UAE-based global technology group Emirates Telecommunications Group Company PJSC (“e&”) has announced that it is selling its entire stake in European and African telecom major Vodafone Group PLC, to Vega, an acquisition vehicle wholly owned by the Niel family group led by French billionaire Xavier Neil. The deal is worth approximately US$ 5.95 billion (AED 21.8 billion).
In a press release, e& revealed that the sale involves the divestment of its entire holding of 3,944,743,685 ordinary shares in Vodafone, representing approximately 16.21 percent of Vodafone’s issued share capital, and 17.13 percent of its total voting rights, for a total consideration of GBp 112.5 per share. This comprises approximately GBp 110.5 per share in cash from the buyer, and Vodafone’s final FY26 dividend of GBp 2.02 per share, to be received on July 30, 2026.
“The shares will be sold simultaneously through off-market block trades to three financial institutions, who will hold the shares until Vega completes regulatory requirements,” explained e&.
Upon completion of the transfer of the shares to the financial institutions, the transaction will generate cash proceeds of approximately US$ 5.95 billion to e&, inclusive of final FY26 dividend. The transaction is expected to deliver a net cash return of approximately US$ 1.3 billion (AED 4.7 billion).
Vega, established solely for the purpose of holding shares in Vodafone, will become the largest shareholder of Vodafone upon the closing of the transaction, after approval of the relevant authorities.

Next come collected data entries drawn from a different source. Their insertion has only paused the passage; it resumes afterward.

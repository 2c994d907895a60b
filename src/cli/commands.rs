//! CLI command definitions using clap.
//!
//! `dojo <name>` is shorthand for `dojo run <name>`; a bare `dojo`
//! launches the TUI.

use clap::{Parser, Subcommand};
use std::path::PathBuf;

/// Dojo - jj workspace orchestrator for AI agents
#[derive(Parser, Debug)]
#[command(name = "dojo")]
#[command(author, version, about, long_about = None)]
#[command(args_conflicts_with_subcommands = true)]
pub struct Cli {
    /// Optional config file path
    #[arg(short, long, global = true)]
    pub config: Option<PathBuf>,

    /// Workspace name (shorthand for `dojo run <name>`)
    pub name: Option<String>,

    /// Subcommand to execute
    #[command(subcommand)]
    pub command: Option<Commands>,
}

impl Cli {
    /// The workspace name to run an agent in, from either form.
    pub fn run_name(&self) -> Option<&str> {
        match (&self.name, &self.command) {
            (Some(name), _) => Some(name),
            (None, Some(Commands::Run { name })) => Some(name),
            _ => None,
        }
    }
}

/// Main subcommands
#[derive(Subcommand, Debug)]
pub enum Commands {
    /// Create a workspace, run the agent in it, clean up afterwards
    Run {
        /// Workspace name
        name: String,
    },

    /// List agent workspaces
    List,

    /// Launch the interactive TUI (default)
    Tui,
}

#[cfg(test)]
mod tests {
    use super::*;

    #[test]
    fn test_bare_invocation_has_no_run_name() {
        let cli = Cli::parse_from(["dojo"]);
        assert!(cli.run_name().is_none());
        assert!(cli.command.is_none());
    }

    #[test]
    fn test_positional_name_shorthand() {
        let cli = Cli::parse_from(["dojo", "agent-1"]);
        assert_eq!(cli.run_name(), Some("agent-1"));
    }

    #[test]
    fn test_run_subcommand() {
        let cli = Cli::parse_from(["dojo", "run", "agent-1"]);
        assert_eq!(cli.run_name(), Some("agent-1"));
    }

    #[test]
    fn test_list_subcommand() {
        let cli = Cli::parse_from(["dojo", "list"]);
        assert!(matches!(cli.command, Some(Commands::List)));
        assert!(cli.run_name().is_none());
    }

    #[test]
    fn test_config_flag() {
        let cli = Cli::parse_from(["dojo", "--config", "/tmp/dojo.yml", "list"]);
        assert_eq!(cli.config.as_deref(), Some(std::path::Path::new("/tmp/dojo.yml")));
    }
}
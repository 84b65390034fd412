//! The draft routine entry and its derived values.

use chrono::NaiveDate;
use serde::{Deserialize, Serialize};
use std::fmt;
use std::ops::RangeInclusive;
use std::str::FromStr;

use super::record::RoutinePayload;
use crate::score::{preview_score, ScoreBreakdown};

/// Mood and productivity start here when the input view opens.
pub const DEFAULT_RATING: u8 = 7;
/// "Getting ready" time; the only duration that survives a reset.
pub const DEFAULT_CORE_MINUTES: u32 = 20;

const RATING_RANGE: RangeInclusive<u8> = 1..=10;

/// Activity keys that carry a duration.
#[derive(Debug, Clone, Copy, PartialEq, Eq, Hash, Serialize, Deserialize)]
#[serde(rename_all = "snake_case")]
pub enum DurationKey {
    Exercise,
    Reading,
    Meditation,
    Core,
}

impl DurationKey {
    pub const ALL: [DurationKey; 4] = [
        DurationKey::Exercise,
        DurationKey::Reading,
        DurationKey::Meditation,
        DurationKey::Core,
    ];

    /// Slider granularity used by every duration control.
    pub const STEP_MINUTES: u32 = 5;

    pub fn as_str(&self) -> &'static str {
        match self {
            DurationKey::Exercise => "exercise",
            DurationKey::Reading => "reading",
            DurationKey::Meditation => "meditation",
            DurationKey::Core => "core",
        }
    }

    /// Range offered by the input control. Core never goes below 5.
    pub fn control_range(&self) -> RangeInclusive<u32> {
        match self {
            DurationKey::Exercise | DurationKey::Reading => 0..=90,
            DurationKey::Meditation => 0..=60,
            DurationKey::Core => 5..=60,
        }
    }

    /// Label this duration contributes to the activity list, if any.
    pub fn activity(&self) -> Option<Activity> {
        match self {
            DurationKey::Exercise => Some(Activity::Exercise),
            DurationKey::Reading => Some(Activity::Reading),
            DurationKey::Meditation => Some(Activity::Meditation),
            DurationKey::Core => None,
        }
    }
}

impl FromStr for DurationKey {
    type Err = String;

    fn from_str(s: &str) -> Result<Self, Self::Err> {
        match s.trim().to_ascii_lowercase().as_str() {
            "exercise" => Ok(DurationKey::Exercise),
            "reading" => Ok(DurationKey::Reading),
            "meditation" => Ok(DurationKey::Meditation),
            "core" => Ok(DurationKey::Core),
            other => Err(format!("unknown duration key: {other}")),
        }
    }
}

impl fmt::Display for DurationKey {
    fn fmt(&self, f: &mut fmt::Formatter<'_>) -> fmt::Result {
        f.write_str(self.as_str())
    }
}

/// Labels attached to a submitted routine.
#[derive(Debug, Clone, Copy, PartialEq, Eq, Hash, Serialize, Deserialize)]
#[serde(rename_all = "snake_case")]
pub enum Activity {
    Coffee,
    Exercise,
    Reading,
    Meditation,
}

impl Activity {
    pub fn as_str(&self) -> &'static str {
        match self {
            Activity::Coffee => "coffee",
            Activity::Exercise => "exercise",
            Activity::Reading => "reading",
            Activity::Meditation => "meditation",
        }
    }
}

impl FromStr for Activity {
    type Err = String;

    fn from_str(s: &str) -> Result<Self, Self::Err> {
        match s {
            "coffee" => Ok(Activity::Coffee),
            "exercise" => Ok(Activity::Exercise),
            "reading" => Ok(Activity::Reading),
            "meditation" => Ok(Activity::Meditation),
            other => Err(format!("unknown activity: {other}")),
        }
    }
}

impl fmt::Display for Activity {
    fn fmt(&self, f: &mut fmt::Formatter<'_>) -> fmt::Result {
        f.write_str(self.as_str())
    }
}

/// Minutes spent per activity.
#[derive(Debug, Clone, Copy, PartialEq, Eq, Serialize, Deserialize)]
pub struct Durations {
    pub exercise: u32,
    pub reading: u32,
    pub meditation: u32,
    pub core: u32,
}

impl Default for Durations {
    fn default() -> Self {
        Self {
            exercise: 0,
            reading: 0,
            meditation: 0,
            core: DEFAULT_CORE_MINUTES,
        }
    }
}

impl Durations {
    pub fn get(&self, key: DurationKey) -> u32 {
        match key {
            DurationKey::Exercise => self.exercise,
            DurationKey::Reading => self.reading,
            DurationKey::Meditation => self.meditation,
            DurationKey::Core => self.core,
        }
    }

    pub fn set(&mut self, key: DurationKey, minutes: u32) {
        match key {
            DurationKey::Exercise => self.exercise = minutes,
            DurationKey::Reading => self.reading = minutes,
            DurationKey::Meditation => self.meditation = minutes,
            DurationKey::Core => self.core = minutes,
        }
    }

    /// Copy with `key` set from raw control input. Never fails: unparsable
    /// input becomes 0 and negatives floor at 0.
    pub fn with_updated(mut self, key: DurationKey, raw: &str) -> Self {
        self.set(key, parse_minutes(raw));
        self
    }

    pub fn total(&self) -> u32 {
        compute_total(self)
    }
}

/// Read an integer the way a form control reports it: optional sign, then
/// leading digits; anything after the digits is ignored. No digits means 0.
pub fn parse_minutes(raw: &str) -> u32 {
    let s = raw.trim();
    let (negative, digits) = match s.as_bytes().first() {
        Some(b'-') => (true, &s[1..]),
        Some(b'+') => (false, &s[1..]),
        _ => (false, s),
    };

    let mut value: u64 = 0;
    let mut seen_digit = false;
    for b in digits.bytes() {
        if !b.is_ascii_digit() {
            break;
        }
        seen_digit = true;
        value = value.saturating_mul(10).saturating_add(u64::from(b - b'0'));
    }

    if !seen_digit || negative {
        return 0;
    }
    u32::try_from(value).unwrap_or(u32::MAX)
}

/// Sum of every duration.
pub fn compute_total(durations: &Durations) -> u32 {
    DurationKey::ALL
        .iter()
        .fold(0u32, |acc, key| acc.saturating_add(durations.get(*key)))
}

/// Activity labels for a draft: coffee first, then each timed activity that
/// actually happened. Core time is never an activity.
pub fn build_activity_list(entry: &DraftEntry) -> Vec<Activity> {
    let mut activities = Vec::with_capacity(4);
    if entry.has_coffee {
        activities.push(Activity::Coffee);
    }
    for key in [
        DurationKey::Exercise,
        DurationKey::Reading,
        DurationKey::Meditation,
    ] {
        if entry.durations.get(key) > 0 {
            if let Some(activity) = key.activity() {
                activities.push(activity);
            }
        }
    }
    activities
}

/// The routine currently being edited in the input view.
#[derive(Debug, Clone, PartialEq, Serialize, Deserialize)]
pub struct DraftEntry {
    pub mood: u8,
    pub productivity: u8,
    pub has_coffee: bool,
    pub durations: Durations,
}

impl Default for DraftEntry {
    fn default() -> Self {
        Self {
            mood: DEFAULT_RATING,
            productivity: DEFAULT_RATING,
            has_coffee: false,
            durations: Durations::default(),
        }
    }
}

impl DraftEntry {
    pub fn new() -> Self {
        Self::default()
    }

    /// Apply raw control input for one duration and return the new durations.
    pub fn update_duration(&mut self, key: DurationKey, raw: &str) -> Durations {
        self.durations = self.durations.with_updated(key, raw);
        self.durations
    }

    pub fn set_duration(&mut self, key: DurationKey, minutes: u32) {
        self.durations.set(key, minutes);
    }

    pub fn set_mood(&mut self, mood: u8) {
        self.mood = clamp_rating(mood);
    }

    pub fn set_productivity(&mut self, productivity: u8) {
        self.productivity = clamp_rating(productivity);
    }

    pub fn toggle_coffee(&mut self) {
        self.has_coffee = !self.has_coffee;
    }

    pub fn total_duration(&self) -> u32 {
        self.durations.total()
    }

    pub fn activities(&self) -> Vec<Activity> {
        build_activity_list(self)
    }

    pub fn preview_score(&self) -> f64 {
        preview_score(
            self.mood,
            self.productivity,
            self.total_duration(),
            self.has_coffee,
        )
    }

    pub fn breakdown(&self) -> ScoreBreakdown {
        ScoreBreakdown::new(
            self.mood,
            self.productivity,
            self.total_duration(),
            self.has_coffee,
        )
    }

    /// Wire payload for submission. The score is left to the remote store.
    pub fn to_payload(&self, user_id: &str, date: NaiveDate) -> RoutinePayload {
        RoutinePayload {
            user_id: user_id.to_string(),
            duration: self.total_duration(),
            mood: self.mood,
            productivity: self.productivity,
            activities: self.activities(),
            date,
        }
    }

    /// Back to defaults after a successful submit, keeping the core time.
    pub fn reset_after_submit(&mut self) {
        let core = self.durations.core;
        *self = Self::default();
        self.durations.core = core;
    }
}

fn clamp_rating(value: u8) -> u8 {
    value.clamp(*RATING_RANGE.start(), *RATING_RANGE.end())
}
mod config;

pub use config::{Config, NotificationsConfig};

use std::path::PathBuf;

use crate::error::ConfigError;

/// Returns `~/.config/solver-society[-dev]/` based on SOLVER_ENV.
///
/// Set SOLVER_ENV=dev to use the development directory, or
/// SOLVER_CONFIG_DIR to point somewhere else entirely.
///
/// # Errors
/// Returns an error if the home directory cannot be determined or if
/// creating the config directory fails.
pub fn data_dir() -> Result<PathBuf, ConfigError> {
    let dir = match std::env::var_os("SOLVER_CONFIG_DIR") {
        Some(dir) if !dir.is_empty() => PathBuf::from(dir),
        _ => {
            let base_dir = dirs::home_dir()
                .ok_or_else(|| ConfigError::NoDataDir("home directory not found".into()))?
                .join(".config");

            let env = std::env::var("SOLVER_ENV").unwrap_or_else(|_| "production".to_string());
            if env == "dev" {
                base_dir.join("solver-society-dev")
            } else {
                base_dir.join("solver-society")
            }
        }
    };

    std::fs::create_dir_all(&dir).map_err(|e| ConfigError::NoDataDir(e.to_string()))?;
    Ok(dir)
}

“Vodafone is a compelling investment opportunity, underpinned by quality assets, strong brands, leadership positions and a diversified geographic footprint. As a simpler, more focused business, Vodafone is ready for a new phase of growth and is well-placed to unlock substantial untapped value across its European and African operations,” said Xavier Neil in a statement. “We are confident Vodafone can deliver sustainable growth and strong cash flow generation over the long term and – as an anchor investor based in Europe – we are ready to contribute our deep sector expertise and operational know-how to its future success.”
The sale marks the termination of e&’s Relationship Agreement with Vodafone. In connection with this, e&’s Board representative has stepped down from his position as a non-executive Director of Vodafone.
In a statement responding to the announcement by e&, Vodafone said, “The relationship agreement dated May 11, 2023 between Vodafone and e& has been terminated. Hatem Dowidar, who was appointed to the Board of Vodafone as the nominee director of e&, has resigned from the Board with immediate effect.”
The announcement marks one of the largest divestments by a Middle Eastern telecom operator in recent years. Meanwhile, the Niel family group’s telecom investments and businesses span 26 countries in Europe and Latin America. It has 139 million subscribers, 45,000 employees, €24 billion of annual revenues and more than €9 billion of EBITDAaL. Assets include iliad, Salt, Monaco Telecom, Eir, Tele2 and Millicom, representing significant scale, revenues, network investment and operational expertise.